Florida residents who are concerned about the unexpected should make sure to include a durable power of attorney in their estate plan. They can use the document to give someone they trust the authority to make certain financial decisions on their behalf should they unexpectedly become incapacitated or ill.

If the document is not in place, the family of an incapacitated person will likely be required to ask the courts to step in. It is a legal process that can be very expensive and time-consuming for the family who will already be under significant emotional strain.

All adults, whether they are single or married, should complete a power of attorney. Spouses may typically be able to handle basic financial matters with no issues, but there are several financial transactions that require the signatures of both spouses. If certain assets are in just one spouse’s name, the other spouse may not be able to use those assets to pay for the medical costs incurred by the other spouse’s condition.

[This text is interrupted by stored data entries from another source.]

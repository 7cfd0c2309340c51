//! 错误处理模块
//!
//! 定义客户端的错误类型。所有变体只携带可克隆的数据，
//! 使降级结果可以同时保存模拟数据和原始错误。

use serde::{Deserialize, Serialize};
use thiserror::Error;

/// 客户端错误类型
#[derive(Error, Debug, Clone, PartialEq)]
pub enum ClientError {
    /// 网络错误（未收到响应）
    #[error("网络错误: {0}")]
    Network(String),

    /// 请求超时
    #[error("请求超时: {0}")]
    Timeout(String),

    /// 非 2xx 响应
    #[error("HTTP {status}: {body}")]
    Status { status: u16, body: String },

    /// 认证失败（401），本地令牌已被清除
    #[error("认证失败: {0}")]
    Unauthorized(String),

    /// 响应解析失败
    #[error("响应解析失败: {0}")]
    Decode(String),

    /// 上传文件不合法
    #[error("上传文件不合法: {0}")]
    InvalidUpload(String),

    /// 令牌存储错误
    #[error("令牌存储错误: {0}")]
    TokenStore(String),

    /// 配置错误
    #[error("配置错误: {0}")]
    Config(String),

    /// IO 错误
    #[error("IO 错误: {0}")]
    Io(String),
}

impl ClientError {
    /// 对应的 HTTP 状态码（仅限收到响应的错误）
    pub fn status_code(&self) -> Option<u16> {
        match self {
            ClientError::Status { status, .. } => Some(*status),
            ClientError::Unauthorized(_) => Some(401),
            _ => None,
        }
    }

    /// 是否属于传输层失败（网络、超时或非 2xx）
    pub fn is_transport(&self) -> bool {
        matches!(
            self,
            ClientError::Network(_)
                | ClientError::Timeout(_)
                | ClientError::Status { .. }
                | ClientError::Unauthorized(_)
        )
    }
}

impl From<reqwest::Error> for ClientError {
    fn from(e: reqwest::Error) -> Self {
        if e.is_timeout() {
            ClientError::Timeout(e.to_string())
        } else if e.is_decode() {
            ClientError::Decode(e.to_string())
        } else if let Some(status) = e.status() {
            ClientError::Status {
                status: status.as_u16(),
                body: e.to_string(),
            }
        } else {
            ClientError::Network(e.to_string())
        }
    }
}

impl From<serde_json::Error> for ClientError {
    fn from(e: serde_json::Error) -> Self {
        ClientError::Decode(e.to_string())
    }
}

impl From<std::io::Error> for ClientError {
    fn from(e: std::io::Error) -> Self {
        ClientError::Io(e.to_string())
    }
}

impl From<figment::Error> for ClientError {
    fn from(e: figment::Error) -> Self {
        ClientError::Config(e.to_string())
    }
}

/// 后端返回的错误体
///
/// FastAPI 使用 `detail`，业务接口使用 `message`/`error`。
#[derive(Debug, Clone, Serialize, Deserialize, Default)]
#[serde(default)]
pub struct ErrorBody {
    pub detail: Option<String>,
    pub message: Option<String>,
    pub error: Option<String>,
}

impl ErrorBody {
    /// 从原始响应体提取可读信息，无法解析时返回原文
    pub fn summarize(raw: &str) -> String {
        match serde_json::from_str::<ErrorBody>(raw) {
            Ok(body) => body
                .detail
                .or(body.message)
                .or(body.error)
                .unwrap_or_else(|| raw.to_string()),
            Err(_) => raw.to_string(),
        }
    }
}

/// 结果类型别名
pub type Result<T> = std::result::Result<T, ClientError>;

#[cfg(test)]
mod tests {
    use super::*;

    #[test]
    fn test_status_code_mapping() {
        let err = ClientError::Status {
            status: 500,
            body: "boom".into(),
        };
        assert_eq!(err.status_code(), Some(500));
        assert_eq!(ClientError::Unauthorized("x".into()).status_code(), Some(401));
        assert_eq!(ClientError::Network("down".into()).status_code(), None);
    }

    #[test]
    fn test_is_transport() {
        assert!(ClientError::Timeout("30s".into()).is_transport());
        assert!(!ClientError::InvalidUpload("too big".into()).is_transport());
    }

    #[test]
    fn test_error_body_summarize() {
        assert_eq!(ErrorBody::summarize(r#"{"detail":"学生不存在"}"#), "学生不存在");
        assert_eq!(ErrorBody::summarize(r#"{"message":"失败"}"#), "失败");
        assert_eq!(ErrorBody::summarize("plain text"), "plain text");
    }
}
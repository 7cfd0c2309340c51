//! 传输层集成测试：Bearer 注入与 401 处理

use ai_tutor_client::config::{ApiConfig, AuthConfig, ClientConfig, MockConfig};
use ai_tutor_client::error::ClientError;
use ai_tutor_client::mock::MockProvider;
use ai_tutor_client::security::{
    FileTokenStore, MemoryTokenStore, TokenStore, token_store_from_config,
};
use ai_tutor_client::services::ApiService;
use ai_tutor_client::transport::{HttpTransport, NO_QUERY};
use rstest::rstest;
use serde_json::{Value, json};
use std::sync::Arc;
use wiremock::matchers::{header, method, path};
use wiremock::{Mock, MockServer, ResponseTemplate};

fn api_config(base_url: &str) -> ApiConfig {
    ApiConfig {
        base_url: base_url.to_string(),
        timeout_secs: 5,
        ..ApiConfig::default()
    }
}

#[tokio::test]
async fn test_bearer_token_attached_when_present() {
    let server = MockServer::start().await;
    Mock::given(method("GET"))
        .and(path("/v1/students/1"))
        .and(header("authorization", "Bearer secret-token"))
        .respond_with(ResponseTemplate::new(200).set_body_json(json!({"ok": true})))
        .mount(&server)
        .await;

    let tokens = Arc::new(MemoryTokenStore::with_token("secret-token"));
    let transport = HttpTransport::new(&api_config(&server.uri()), tokens).unwrap();
    let body: Value = transport.get_json("/v1/students/1", NO_QUERY).await.unwrap();
    assert_eq!(body, json!({"ok": true}));
}

#[tokio::test]
async fn test_no_authorization_header_without_token() {
    let server = MockServer::start().await;
    Mock::given(method("GET"))
        .respond_with(ResponseTemplate::new(200).set_body_json(json!({})))
        .mount(&server)
        .await;

    let transport =
        HttpTransport::new(&api_config(&server.uri()), Arc::new(MemoryTokenStore::new())).unwrap();
    let _: Value = transport.get_json("/v1/students", NO_QUERY).await.unwrap();

    let requests = server.received_requests().await.unwrap();
    assert!(requests[0].headers.get("authorization").is_none());
}

#[tokio::test]
async fn test_401_clears_persisted_token() {
    let server = MockServer::start().await;
    Mock::given(method("GET"))
        .and(path("/v1/students/1/stats"))
        .respond_with(ResponseTemplate::new(401).set_body_json(json!({"detail": "token expired"})))
        .mount(&server)
        .await;

    let dir = tempfile::tempdir().unwrap();
    let storage = dir.path().join("storage.json");
    std::fs::write(&storage, r#"{"auth_token":"stale","theme":"dark"}"#).unwrap();

    let config = ClientConfig {
        api: api_config(&server.uri()),
        auth: AuthConfig {
            token_path: Some(storage.clone()),
            ..AuthConfig::default()
        },
        mock: MockConfig {
            enabled: false,
            ..MockConfig::deterministic(1)
        },
        ..ClientConfig::default()
    };
    let tokens = token_store_from_config(&config.auth);
    let transport = HttpTransport::new(&config.api, tokens.clone()).unwrap();
    let service = ApiService::new(&config, transport, MockProvider::seeded(1));

    let stats = service.get_student_stats(1).await;
    assert_eq!(
        stats.error(),
        Some(&ClientError::Unauthorized("token expired".into()))
    );
    assert_eq!(tokens.get().unwrap(), None);

    let reopened = FileTokenStore::new(&storage, "auth_token");
    assert_eq!(reopened.get().unwrap(), None);
    let raw: Value = serde_json::from_str(&std::fs::read_to_string(&storage).unwrap()).unwrap();
    assert_eq!(raw["theme"], "dark");

    let requests = server.received_requests().await.unwrap();
    assert_eq!(
        requests[0].headers.get("authorization").unwrap(),
        "Bearer stale"
    );
}

#[rstest]
#[case(200)]
#[case(404)]
#[case(500)]
#[tokio::test]
async fn test_other_statuses_keep_token(#[case] status: u16) {
    let server = MockServer::start().await;
    Mock::given(method("GET"))
        .and(path("/health"))
        .respond_with(ResponseTemplate::new(status))
        .mount(&server)
        .await;

    let tokens: Arc<dyn TokenStore> = Arc::new(MemoryTokenStore::with_token("keep-me"));
    let transport = HttpTransport::new(&api_config(&server.uri()), tokens.clone()).unwrap();
    let result = transport.get_status("/health").await;

    assert_eq!(result.is_ok(), status == 200);
    assert_eq!(tokens.get().unwrap().as_deref(), Some("keep-me"));
}

#[tokio::test]
async fn test_report_download_keeps_content_type() {
    let server = MockServer::start().await;
    Mock::given(method("GET"))
        .and(path("/v1/homework/analysis_7/report"))
        .respond_with(
            ResponseTemplate::new(200)
                .set_body_bytes(b"%PDF-1.4".to_vec())
                .insert_header("content-type", "application/pdf"),
        )
        .mount(&server)
        .await;

    let transport =
        HttpTransport::new(&api_config(&server.uri()), Arc::new(MemoryTokenStore::new())).unwrap();
    let blob = transport
        .get_bytes("/v1/homework/analysis_7/report")
        .await
        .unwrap();
    assert_eq!(blob.content_type, "application/pdf");
    assert_eq!(blob.bytes, b"%PDF-1.4");
}
//! AI 对话与文本生成

use chrono::{DateTime, Utc};
use serde::{Deserialize, Serialize};
use uuid::Uuid;

use crate::models::common::{AiProvider, Difficulty};

/// 消息角色
#[derive(Debug, Clone, Copy, Serialize, Deserialize, PartialEq, Eq)]
#[serde(rename_all = "lowercase")]
pub enum ChatRole {
    User,
    Assistant,
    System,
}

/// 消息发送状态
#[derive(Debug, Clone, Copy, Serialize, Deserialize, PartialEq, Eq)]
#[serde(rename_all = "lowercase")]
pub enum MessageStatus {
    Sending,
    Sent,
    Failed,
}

/// 对话消息
#[derive(Debug, Clone, Serialize, Deserialize, PartialEq)]
pub struct ChatMessage {
    pub id: String,
    pub role: ChatRole,
    pub content: String,
    #[serde(with = "crate::models::timestamp")]
    pub timestamp: DateTime<Utc>,
    #[serde(default, skip_serializing_if = "Option::is_none")]
    pub status: Option<MessageStatus>,
}

impl ChatMessage {
    pub fn new(role: ChatRole, content: &str) -> Self {
        Self {
            id: Uuid::new_v4().to_string(),
            role,
            content: content.to_string(),
            timestamp: Utc::now(),
            status: None,
        }
    }

    pub fn user(content: &str) -> Self {
        Self::new(ChatRole::User, content)
    }

    pub fn assistant(content: &str) -> Self {
        Self::new(ChatRole::Assistant, content)
    }

    pub fn system(content: &str) -> Self {
        Self::new(ChatRole::System, content)
    }
}

/// 学习者水平
#[derive(Debug, Clone, Copy, Serialize, Deserialize, PartialEq, Eq)]
#[serde(rename_all = "lowercase")]
pub enum LearnerLevel {
    Beginner,
    Intermediate,
    Advanced,
}

/// 对话上下文
#[derive(Debug, Clone, Serialize, Deserialize, PartialEq, Default)]
pub struct ChatContext {
    #[serde(default, skip_serializing_if = "Option::is_none")]
    pub student_id: Option<i64>,
    #[serde(default, skip_serializing_if = "Option::is_none")]
    pub subject: Option<String>,
    #[serde(default, skip_serializing_if = "Option::is_none")]
    pub current_topic: Option<String>,
    #[serde(default, skip_serializing_if = "Option::is_none")]
    pub difficulty_level: Option<LearnerLevel>,
    #[serde(default, skip_serializing_if = "Vec::is_empty")]
    pub learning_objectives: Vec<String>,
}

/// 对话请求
#[derive(Debug, Clone, Serialize, Deserialize, PartialEq, Default)]
pub struct ChatRequest {
    pub messages: Vec<ChatMessage>,
    #[serde(default, skip_serializing_if = "Option::is_none")]
    pub provider: Option<AiProvider>,
    #[serde(default, skip_serializing_if = "Option::is_none")]
    pub model: Option<String>,
    #[serde(default, skip_serializing_if = "Option::is_none")]
    pub temperature: Option<f32>,
    #[serde(default, skip_serializing_if = "Option::is_none")]
    pub max_tokens: Option<u32>,
    #[serde(default, skip_serializing_if = "Option::is_none")]
    pub context: Option<ChatContext>,
}

impl ChatRequest {
    pub fn new(messages: Vec<ChatMessage>) -> Self {
        Self {
            messages,
            ..Self::default()
        }
    }

    pub fn with_provider(mut self, provider: AiProvider) -> Self {
        self.provider = Some(provider);
        self
    }

    pub fn with_model(mut self, model: &str) -> Self {
        self.model = Some(model.to_string());
        self
    }

    pub fn with_context(mut self, context: ChatContext) -> Self {
        self.context = Some(context);
        self
    }
}

/// 对话元数据
#[derive(Debug, Clone, Serialize, Deserialize, PartialEq)]
pub struct ChatMetadata {
    pub messages_count: usize,
    pub response_length: usize,
    #[serde(default, skip_serializing_if = "Option::is_none")]
    pub processing_time: Option<f64>,
}

/// 对话回复
#[derive(Debug, Clone, Serialize, Deserialize, PartialEq)]
pub struct ChatReply {
    pub response: String,
    pub provider: String,
    #[serde(default, skip_serializing_if = "Option::is_none")]
    pub model: Option<String>,
    #[serde(default, skip_serializing_if = "Option::is_none")]
    pub metadata: Option<ChatMetadata>,
}

/// 对话响应（后端统一响应包装）
#[derive(Debug, Clone, Serialize, Deserialize, PartialEq)]
pub struct ChatResponse {
    pub success: bool,
    #[serde(default, skip_serializing_if = "Option::is_none")]
    pub data: Option<ChatReply>,
    #[serde(default, skip_serializing_if = "Option::is_none")]
    pub message: Option<String>,
    #[serde(default, skip_serializing_if = "Option::is_none")]
    pub error: Option<String>,
}

impl ChatResponse {
    /// 回复文本
    pub fn text(&self) -> Option<&str> {
        self.data.as_ref().map(|d| d.response.as_str())
    }
}

/// 生成内容类型
#[derive(Debug, Clone, Copy, Serialize, Deserialize, PartialEq, Eq)]
#[serde(rename_all = "snake_case")]
pub enum GenerationKind {
    HomeworkSolution,
    Explanation,
    PracticeProblem,
    StudyPlan,
}

/// 目标读者
#[derive(Debug, Clone, Copy, Serialize, Deserialize, PartialEq, Eq)]
#[serde(rename_all = "lowercase")]
pub enum Audience {
    Student,
    Teacher,
    Parent,
}

/// 文本生成上下文
#[derive(Debug, Clone, Serialize, Deserialize, PartialEq)]
pub struct GenerationContext {
    #[serde(rename = "type")]
    pub kind: GenerationKind,
    #[serde(default, skip_serializing_if = "Option::is_none")]
    pub subject: Option<String>,
    #[serde(default, skip_serializing_if = "Option::is_none")]
    pub difficulty: Option<Difficulty>,
    #[serde(default, skip_serializing_if = "Option::is_none")]
    pub target_audience: Option<Audience>,
}

/// 文本生成请求
#[derive(Debug, Clone, Serialize, Deserialize, PartialEq, Default)]
pub struct GenerateTextRequest {
    pub prompt: String,
    #[serde(default, skip_serializing_if = "Option::is_none")]
    pub provider: Option<AiProvider>,
    #[serde(default, skip_serializing_if = "Option::is_none")]
    pub model: Option<String>,
    #[serde(default, skip_serializing_if = "Option::is_none")]
    pub temperature: Option<f32>,
    #[serde(default, skip_serializing_if = "Option::is_none")]
    pub max_tokens: Option<u32>,
    #[serde(default, skip_serializing_if = "Option::is_none")]
    pub context: Option<GenerationContext>,
}

impl GenerateTextRequest {
    pub fn new(prompt: &str) -> Self {
        Self {
            prompt: prompt.to_string(),
            ..Self::default()
        }
    }

    pub fn with_context(mut self, context: GenerationContext) -> Self {
        self.context = Some(context);
        self
    }
}

/// 文本生成元数据
#[derive(Debug, Clone, Serialize, Deserialize, PartialEq)]
pub struct GenerationMetadata {
    pub prompt_length: usize,
    pub response_length: usize,
    #[serde(default, skip_serializing_if = "Option::is_none")]
    pub generation_time: Option<f64>,
}

/// 生成的文本
#[derive(Debug, Clone, Serialize, Deserialize, PartialEq)]
pub struct GeneratedText {
    pub text: String,
    pub provider: String,
    #[serde(default, skip_serializing_if = "Option::is_none")]
    pub model: Option<String>,
    #[serde(default, skip_serializing_if = "Option::is_none")]
    pub metadata: Option<GenerationMetadata>,
}

/// 文本生成响应
#[derive(Debug, Clone, Serialize, Deserialize, PartialEq)]
pub struct GenerateTextResponse {
    pub success: bool,
    #[serde(default, skip_serializing_if = "Option::is_none")]
    pub data: Option<GeneratedText>,
    #[serde(default, skip_serializing_if = "Option::is_none")]
    pub message: Option<String>,
    #[serde(default, skip_serializing_if = "Option::is_none")]
    pub error: Option<String>,
}

#[cfg(test)]
mod tests {
    use super::*;

    #[test]
    fn test_request_omits_unset_options() {
        let request = ChatRequest::new(vec![ChatMessage::user("你好")]);
        let json = serde_json::to_value(&request).unwrap();
        assert!(json.get("provider").is_none());
        assert_eq!(json["messages"][0]["role"], "user");
    }

    #[test]
    fn test_generation_context_type_field() {
        let context = GenerationContext {
            kind: GenerationKind::PracticeProblem,
            subject: Some("math".into()),
            difficulty: Some(Difficulty::Hard),
            target_audience: None,
        };
        let json = serde_json::to_value(&context).unwrap();
        assert_eq!(json["type"], "practice_problem");
        assert_eq!(json["difficulty"], "hard");
    }
}
//! AI Tutor 客户端
//!
//! 作业批改与学情分析后端的类型化访问层。后端不可用时，读操作降级为
//! 结构一致的模拟数据，写操作返回错误。

pub mod config;
pub mod error;
pub mod mock;
pub mod models;
pub mod observability;
pub mod report;
pub mod security;
pub mod services;
pub mod transport;

pub use config::ClientConfig;
pub use error::{ClientError, Result};
pub use services::{ApiService, Outcome};
//! 安全模块
//!
//! 管理发往后端的认证令牌。

pub mod token;

pub use token::{FileTokenStore, MemoryTokenStore, TokenStore, token_store_from_config};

A durable power of attorney is just one type of financial power of attorney. The documents become enforceable when it is signed, and unless it is revoked, remains effective during any incapacitation of the individual or until the individual dies. With this power of attorney, the agent has the authority to address a broad range of financial matters on the behalf of the individual. If the power is not specified as being durable, it may not be effective if the individual becomes incapacitated.

An estate planning attorney may assist clients with determining what types of powers of attorney should be included in their estate plan. Assistance may be provided for drafting the legal documents that give a trusted individual or entity the authority to conduct certain financial transactions on behalf of clients.